■ EXERCISE INPUT
···

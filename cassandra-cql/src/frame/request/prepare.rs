use crate::frame::frame_errors::CqlRequestSerializationError;
use crate::frame::ProtocolVersion;
use crate::{
    frame::request::{RequestOpcode, SerializableRequest},
    frame::types,
};

use super::{DeserializableRequest, RequestDeserializationError};

#[derive(Debug, Clone, PartialEq, Eq)]
pub struct Prepare<'a> {
    pub query: std::borrow::Cow<'a, str>,
}

impl SerializableRequest for Prepare<'_> {
    const OPCODE: RequestOpcode = RequestOpcode::Prepare;

    fn serialize(
        &self,
        _version: ProtocolVersion,
        buf: &mut Vec<u8>,
    ) -> Result<(), CqlRequestSerializationError> {
        types::write_long_string(&self.query, buf)?;
        Ok(())
    }
}

impl DeserializableRequest for Prepare<'_> {
    fn deserialize(
        _version: ProtocolVersion,
        buf: &mut &[u8],
    ) -> Result<Self, RequestDeserializationError> {
        let query = types::read_long_string(buf)?.to_owned().into();
        Ok(Self { query })
    }
}
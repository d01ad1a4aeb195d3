use crate::frame::frame_errors::CqlRequestSerializationError;
use crate::frame::request::{RequestOpcode, SerializableRequest};
use crate::frame::types::write_bytes_opt;
use crate::frame::ProtocolVersion;

// Answers AUTHENTICATE and AUTH_CHALLENGE
pub struct AuthResponse {
    pub response: Option<Vec<u8>>,
}

impl SerializableRequest for AuthResponse {
    const OPCODE: RequestOpcode = RequestOpcode::AuthResponse;

    fn serialize(
        &self,
        _version: ProtocolVersion,
        buf: &mut Vec<u8>,
    ) -> Result<(), CqlRequestSerializationError> {
        write_bytes_opt(self.response.as_ref(), buf)?;
        Ok(())
    }
}
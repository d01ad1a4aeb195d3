use bytes::{BufMut, Bytes};
use thiserror::Error;

use crate::frame::frame_errors::CqlRequestSerializationError;
use crate::frame::response::result::PreparedMetadata;
use crate::frame::value::{ColumnType, CqlValue, SerializedValues};
use crate::frame::ProtocolVersion;
use std::fmt;
use std::str::FromStr;

use crate::frame::{
    request::{RequestOpcode, SerializableRequest},
    types,
};

use super::query::read_serial_consistency;
use super::{DeserializableRequest, RequestDeserializationError};

// Batch flags
const FLAG_WITH_SERIAL_CONSISTENCY: u8 = 0x10;
const FLAG_WITH_DEFAULT_TIMESTAMP: u8 = 0x20;

// Part kinds
const KIND_QUERY: u8 = 0;
const KIND_PREPARED: u8 = 1;

/// The type of a batch.
#[derive(Debug, Clone, Copy, Default, PartialEq, Eq)]
pub enum BatchType {
    #[default]
    Logged = 0,
    Unlogged = 1,
    Counter = 2,
}

#[derive(Debug, Clone, Error, PartialEq, Eq)]
pub enum BatchTypeParseError {
    #[error("Bad BatchType value: {0}")]
    InvalidByte(u8),
    #[error("Unknown batch type {0:?}, expected logged, unlogged or counter")]
    InvalidName(String),
}

impl TryFrom<u8> for BatchType {
    type Error = BatchTypeParseError;

    fn try_from(value: u8) -> Result<Self, Self::Error> {
        match value {
            0 => Ok(Self::Logged),
            1 => Ok(Self::Unlogged),
            2 => Ok(Self::Counter),
            _ => Err(BatchTypeParseError::InvalidByte(value)),
        }
    }
}

impl FromStr for BatchType {
    type Err = BatchTypeParseError;

    fn from_str(s: &str) -> Result<Self, Self::Err> {
        match s.to_ascii_lowercase().as_str() {
            "logged" => Ok(Self::Logged),
            "unlogged" => Ok(Self::Unlogged),
            "counter" => Ok(Self::Counter),
            _ => Err(BatchTypeParseError::InvalidName(s.to_owned())),
        }
    }
}

impl fmt::Display for BatchType {
    fn fmt(&self, f: &mut fmt::Formatter<'_>) -> fmt::Result {
        f.write_str(match self {
            BatchType::Logged => "LOGGED",
            BatchType::Unlogged => "UNLOGGED",
            BatchType::Counter => "COUNTER",
        })
    }
}

#[derive(Debug, Clone, Eq, PartialEq)]
pub enum BatchStatement {
    Query { text: String },
    Prepared { id: Bytes },
}

impl BatchStatement {
    fn serialize(&self, buf: &mut impl BufMut) -> Result<(), CqlRequestSerializationError> {
        match self {
            Self::Query { text } => {
                buf.put_u8(KIND_QUERY);
                types::write_long_string(text, buf)?;
            }
            Self::Prepared { id } => {
                buf.put_u8(KIND_PREPARED);
                types::write_short_bytes(id, buf)?;
            }
        }

        Ok(())
    }

    fn deserialize(buf: &mut &[u8]) -> Result<Self, RequestDeserializationError> {
        match types::read_byte(buf)? {
            KIND_QUERY => Ok(Self::Query {
                text: types::read_long_string(buf)?.to_owned(),
            }),
            KIND_PREPARED => Ok(Self::Prepared {
                id: Bytes::copy_from_slice(types::read_short_bytes(buf)?),
            }),
            kind => Err(RequestDeserializationError::UnexpectedBatchStatementKind(
                kind,
            )),
        }
    }
}

/// A BATCH request. Parts are encoded as they are added, for the protocol
/// version the batch was created with, and written out in insertion order.
#[derive(Debug, Clone, PartialEq, Eq)]
pub struct Batch {
    batch_type: BatchType,
    version: ProtocolVersion,
    parts: Vec<(BatchStatement, SerializedValues)>,
    pub consistency: types::Consistency,
    /// Sent since v3 only.
    pub serial_consistency: Option<types::SerialConsistency>,
    /// Sent since v3 only.
    pub timestamp: Option<i64>,
    pub trace: bool,
    /// Attempts made so far beyond the first one.
    pub retries: u32,
}

impl Batch {
    pub fn new(
        batch_type: BatchType,
        consistency: types::Consistency,
        trace: bool,
        version: ProtocolVersion,
    ) -> Self {
        Self {
            batch_type,
            version,
            parts: Vec::new(),
            consistency,
            serial_consistency: None,
            timestamp: None,
            trace,
            retries: 0,
        }
    }

    /// Appends a raw CQL part. Hints are matched to values by position.
    pub fn add_query(
        &mut self,
        cql: impl Into<String>,
        values: &[CqlValue],
        type_hints: &[Option<ColumnType>],
    ) -> Result<(), CqlRequestSerializationError> {
        let values = SerializedValues::from_values(values, type_hints, self.version)?;
        self.parts
            .push((BatchStatement::Query { text: cql.into() }, values));
        Ok(())
    }

    /// Appends a prepared part; values are encoded with the parameter types of `metadata`.
    pub fn add_prepared(
        &mut self,
        id: Bytes,
        metadata: &PreparedMetadata,
        values: &[CqlValue],
    ) -> Result<(), CqlRequestSerializationError> {
        let values =
            SerializedValues::from_values_with_types(values, metadata.parameter_types(), self.version)?;
        self.parts.push((BatchStatement::Prepared { id }, values));
        Ok(())
    }

    pub fn part_count(&self) -> usize {
        self.parts.len()
    }

    pub fn is_empty(&self) -> bool {
        self.parts.is_empty()
    }

    pub fn batch_type(&self) -> BatchType {
        self.batch_type
    }

    pub fn version(&self) -> ProtocolVersion {
        self.version
    }

    pub fn statements(&self) -> impl Iterator<Item = (&BatchStatement, &SerializedValues)> {
        self.parts.iter().map(|(statement, values)| (statement, values))
    }
}

impl fmt::Display for Batch {
    fn fmt(&self, f: &mut fmt::Formatter<'_>) -> fmt::Result {
        write!(
            f,
            "BATCH {} {} {}",
            self.batch_type,
            self.parts.len(),
            self.consistency
        )
    }
}

impl SerializableRequest for Batch {
    const OPCODE: RequestOpcode = RequestOpcode::Batch;

    fn serialize(
        &self,
        version: ProtocolVersion,
        buf: &mut Vec<u8>,
    ) -> Result<(), CqlRequestSerializationError> {
        if version != self.version {
            return Err(CqlRequestSerializationError::VersionMismatch {
                built: self.version,
                connection: version,
            });
        }

        // Serializing type of batch
        buf.put_u8(self.batch_type as u8);

        // Serializing queries
        let count = u16::try_from(self.parts.len())
            .map_err(|_| CqlRequestSerializationError::TooManyBatchParts(self.parts.len()))?;
        types::write_short(count, buf);
        for (statement, values) in &self.parts {
            statement.serialize(buf)?;
            values.write_to_request(buf);
        }

        // Serializing consistency
        types::write_consistency(self.consistency, buf);

        if !version.supports_batch_flags() {
            return Ok(());
        }

        // Serializing flags
        let mut flags = 0;
        if self.serial_consistency.is_some() {
            flags |= FLAG_WITH_SERIAL_CONSISTENCY;
        }
        if self.timestamp.is_some() {
            flags |= FLAG_WITH_DEFAULT_TIMESTAMP;
        }

        buf.put_u8(flags);

        if let Some(serial_consistency) = self.serial_consistency {
            types::write_serial_consistency(serial_consistency, buf);
        }
        if let Some(timestamp) = self.timestamp {
            types::write_long(timestamp, buf);
        }

        Ok(())
    }
}

impl DeserializableRequest for Batch {
    fn deserialize(
        version: ProtocolVersion,
        buf: &mut &[u8],
    ) -> Result<Self, RequestDeserializationError> {
        let batch_type = BatchType::try_from(types::read_byte(buf)?)?;

        let count = types::read_short(buf)?;
        let mut parts = Vec::with_capacity(count as usize);
        for _ in 0..count {
            let statement = BatchStatement::deserialize(buf)?;
            let values = SerializedValues::new_from_frame(buf)?;
            parts.push((statement, values));
        }

        let consistency = types::read_consistency(buf)?;

        let mut serial_consistency = None;
        let mut timestamp = None;
        if version.supports_batch_flags() {
            let flags = types::read_byte(buf)?;
            let unknown_flags = flags & !(FLAG_WITH_SERIAL_CONSISTENCY | FLAG_WITH_DEFAULT_TIMESTAMP);
            if unknown_flags != 0 {
                return Err(RequestDeserializationError::UnknownFlags {
                    flags: unknown_flags,
                });
            }
            if flags & FLAG_WITH_SERIAL_CONSISTENCY != 0 {
                serial_consistency = Some(read_serial_consistency(buf)?);
            }
            if flags & FLAG_WITH_DEFAULT_TIMESTAMP != 0 {
                timestamp = Some(types::read_long(buf)?);
            }
        }

        Ok(Self {
            batch_type,
            version,
            parts,
            consistency,
            serial_consistency,
            timestamp,
            trace: false,
            retries: 0,
        })
    }
}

···

■ WHAT YOU SHOULD DO
Each line of the entries above that has the word "usize" is to be copied.

■ RESULT FOR THIS TASK
    pub fn part_count(&self) -> usize {
        let mut parts = Vec::with_capacity(count as usize);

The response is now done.